(Saved data entries)
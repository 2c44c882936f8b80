//! Public registry client facade.
//!
//! # Responsibilities
//! - Compose chain client, contract binding, and orchestrator
//! - Fail fast with `ContractNotConfigured` when no address is set
//! - Tie write confirmations back to identifiers via receipt events
//! - Expose connectivity/initialization state for the status endpoint

use alloy::primitives::Address;
use std::sync::Arc;

use crate::chain::client::ChainClient;
use crate::chain::orchestrator::TxOrchestrator;
use crate::chain::signer::Credential;
use crate::config::RegistryConfig;
use crate::contract::binding::ModelRegistry;
use crate::contract::events;
use crate::registry::id::ModelId;
use crate::registry::types::{
    ModelRecord, RecordedValidation, RegisteredModel, RegistryError, RegistryResult,
    ValidationRecord,
};

/// The public-facing registry interface.
///
/// Constructed once at startup and shared behind `Arc` across request
/// handlers. Holds no mutable state; all durable state lives on-chain.
pub struct RegistryClient {
    chain: Arc<ChainClient>,
    contract: Option<ModelRegistry>,
    orchestrator: TxOrchestrator,
}

impl RegistryClient {
    /// Build the client from validated configuration.
    ///
    /// A missing contract address is not an error: the service starts
    /// degraded, serving health/status while registry operations fail
    /// fast. Likewise an unreachable or mismatched chain only logs a
    /// warning so operators can fix the endpoint without a crash loop.
    pub async fn connect(config: &RegistryConfig) -> RegistryResult<Self> {
        let chain = Arc::new(ChainClient::new(config.chain.clone())?);

        let contract = match &config.contract.address {
            Some(raw) => {
                let address: Address = raw.parse().map_err(|e| {
                    RegistryError::InvalidAddress(format!("contract address '{}': {}", raw, e))
                })?;
                tracing::info!(address = %address, "Registry contract bound");
                Some(ModelRegistry::new(address, chain.clone()))
            }
            None => {
                tracing::warn!(
                    "No contract address configured; registry operations disabled until one is set"
                );
                None
            }
        };

        let client = Self {
            orchestrator: TxOrchestrator::new(chain.clone()),
            chain,
            contract,
        };

        match client.verify_chain().await {
            Ok(()) => {
                tracing::info!(
                    rpc_url = %client.chain.config().rpc_url,
                    chain_id = client.chain.config().chain_id,
                    "Chain connection verified"
                );
            }
            Err(e) => {
                tracing::warn!(error = %e, "Chain verification failed; continuing");
            }
        }

        Ok(client)
    }

    /// Register a model and read the resulting record back.
    ///
    /// The identifier comes from the `ModelRegistered` event in the
    /// confirmed receipt; a duplicate `(name, version)` surfaces as
    /// `Reverted` since the contract rejects the resubmission.
    pub async fn register_model(
        &self,
        name: &str,
        version: &str,
        metadata_uri: &str,
        credential: &Credential,
    ) -> RegistryResult<RegisteredModel> {
        let contract = self.contract()?;
        let call = contract.register_model_call(name, version, metadata_uri);
        let confirmed = self.orchestrator.execute(call, credential).await?;

        let id = events::registered_model_id(contract.address(), confirmed.receipt.inner.logs())?;
        let record = contract.model(id).await?;
        tracing::info!(
            model_id = %id,
            name = name,
            version = version,
            owner = %record.owner,
            tx_hash = %confirmed.tx_hash,
            "Model registered"
        );

        Ok(RegisteredModel {
            record,
            tx_hash: confirmed.tx_hash,
            block_number: confirmed.block_number,
        })
    }

    /// Fetch one model by identifier.
    pub async fn model(&self, id: ModelId) -> RegistryResult<ModelRecord> {
        self.contract()?.model(id).await
    }

    /// List registered models in registration order.
    ///
    /// Individually unreadable entries are skipped and logged rather
    /// than failing the whole listing. The optional owner filter is
    /// applied off-chain.
    pub async fn list_models(&self, owner: Option<Address>) -> RegistryResult<Vec<ModelRecord>> {
        let contract = self.contract()?;
        let count = contract.model_count().await?;

        // The count is node-reported; cap what it may pre-allocate and
        // let push grow the rest.
        let mut records = Vec::with_capacity(count.min(64) as usize);
        for index in 1..=count {
            let read = match contract.model_id_at(index).await {
                Ok(id) => contract.model(id).await,
                Err(e) => Err(e),
            };
            match read {
                Ok(record) => {
                    if owner.map_or(true, |o| record.owner == o) {
                        records.push(record);
                    }
                }
                Err(e) => {
                    tracing::warn!(index = index, error = %e, "Skipping unreadable model in listing");
                }
            }
        }
        Ok(records)
    }

    /// Append a validation to a model's history.
    pub async fn record_validation(
        &self,
        id: ModelId,
        is_valid: bool,
        comments: &str,
        credential: &Credential,
    ) -> RegistryResult<RecordedValidation> {
        let contract = self.contract()?;
        let call = contract.record_validation_call(id, is_valid, comments);
        let confirmed = self.orchestrator.execute(call, credential).await?;

        let model_id =
            events::validated_model_id(contract.address(), confirmed.receipt.inner.logs())?;
        tracing::info!(
            model_id = %model_id,
            validator = %credential.address(),
            is_valid = is_valid,
            tx_hash = %confirmed.tx_hash,
            "Validation recorded"
        );

        Ok(RecordedValidation {
            model_id,
            tx_hash: confirmed.tx_hash,
            block_number: confirmed.block_number,
        })
    }

    /// Fetch a model's validation history in append order.
    pub async fn validation_history(&self, id: ModelId) -> RegistryResult<Vec<ValidationRecord>> {
        self.contract()?.validations(id).await
    }

    /// Whether a usable contract binding exists.
    pub fn is_contract_initialized(&self) -> bool {
        self.contract.is_some()
    }

    /// Probe the chain endpoint. Never errors.
    pub async fn is_chain_connected(&self) -> bool {
        self.chain.is_connected().await
    }

    /// Check the connected chain ID against configuration.
    pub async fn verify_chain(&self) -> RegistryResult<()> {
        self.chain.verify_chain_id().await
    }

    fn contract(&self) -> RegistryResult<&ModelRegistry> {
        self.contract.as_ref().ok_or(RegistryError::ContractNotConfigured)
    }
}

impl std::fmt::Debug for RegistryClient {
    fn fmt(&self, f: &mut std::fmt::Formatter<'_>) -> std::fmt::Result {
        f.debug_struct("RegistryClient")
            .field("chain", &self.chain)
            .field("contract", &self.contract)
            .finish()
    }
}
//! Model identifier parsing and rendering.
//!
//! The contract derives each identifier from `(name, version)` and hands it
//! back as a 32-byte value. Callers supply identifiers as hex strings with
//! or without a `0x` prefix and possibly shorter than 64 nibbles; short
//! input is left-padded with zeros before decoding. Rendering is always the
//! canonical 66-character `0x`-prefixed lowercase form.

use std::fmt;
use std::str::FromStr;

use alloy::primitives::B256;
use serde::{Deserialize, Deserializer, Serialize, Serializer};

use crate::registry::types::RegistryError;

/// 32-byte identifier of a registered model.
#[derive(Debug, Clone, Copy, PartialEq, Eq, Hash)]
pub struct ModelId(B256);

impl ModelId {
    /// Parse a hex-string identifier.
    ///
    /// Accepts an optional `0x` prefix and up to 64 hex characters; shorter
    /// input is zero-padded on the left. Anything else fails with
    /// `InvalidIdentifier`.
    pub fn parse(input: &str) -> Result<Self, RegistryError> {
        let hex = input.strip_prefix("0x").unwrap_or(input);

        if hex.is_empty() {
            return Err(RegistryError::InvalidIdentifier(
                "identifier is empty".to_string(),
            ));
        }
        if hex.len() > 64 {
            return Err(RegistryError::InvalidIdentifier(format!(
                "identifier is {} hex characters, maximum is 64",
                hex.len()
            )));
        }
        if let Some(bad) = hex.chars().find(|c| !c.is_ascii_hexdigit()) {
            return Err(RegistryError::InvalidIdentifier(format!(
                "identifier contains non-hex character {bad:?}"
            )));
        }

        let padded = format!("{hex:0>64}");
        let bytes = B256::from_str(&padded).map_err(|e| {
            RegistryError::InvalidIdentifier(format!("identifier decode failed: {e}"))
        })?;
        Ok(Self(bytes))
    }

    /// Canonical rendering: `0x` + 64 lowercase hex characters.
    pub fn to_hex(self) -> String {
        format!("0x{}", alloy::hex::encode(self.0.as_slice()))
    }

    /// The raw 32-byte value as the contract expects it.
    pub fn as_b256(self) -> B256 {
        self.0
    }
}

impl From<B256> for ModelId {
    fn from(bytes: B256) -> Self {
        Self(bytes)
    }
}

impl FromStr for ModelId {
    type Err = RegistryError;

    fn from_str(s: &str) -> Result<Self, Self::Err> {
        Self::parse(s)
    }
}

impl fmt::Display for ModelId {
    fn fmt(&self, f: &mut fmt::Formatter<'_>) -> fmt::Result {
        f.write_str(&self.to_hex())
    }
}

impl Serialize for ModelId {
    fn serialize<S: Serializer>(&self, serializer: S) -> Result<S::Ok, S::Error> {
        serializer.serialize_str(&self.to_hex())
    }
}

impl<'de> Deserialize<'de> for ModelId {
    fn deserialize<D: Deserializer<'de>>(deserializer: D) -> Result<Self, D::Error> {
        let s = String::deserialize(deserializer)?;
        Self::parse(&s).map_err(serde::de::Error::custom)
    }
}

▶ [Exercise aim]
Say how many lines in the records contain the string "TxOrchestrator". No other text is needed.

▶ [Answer to the exercise]
3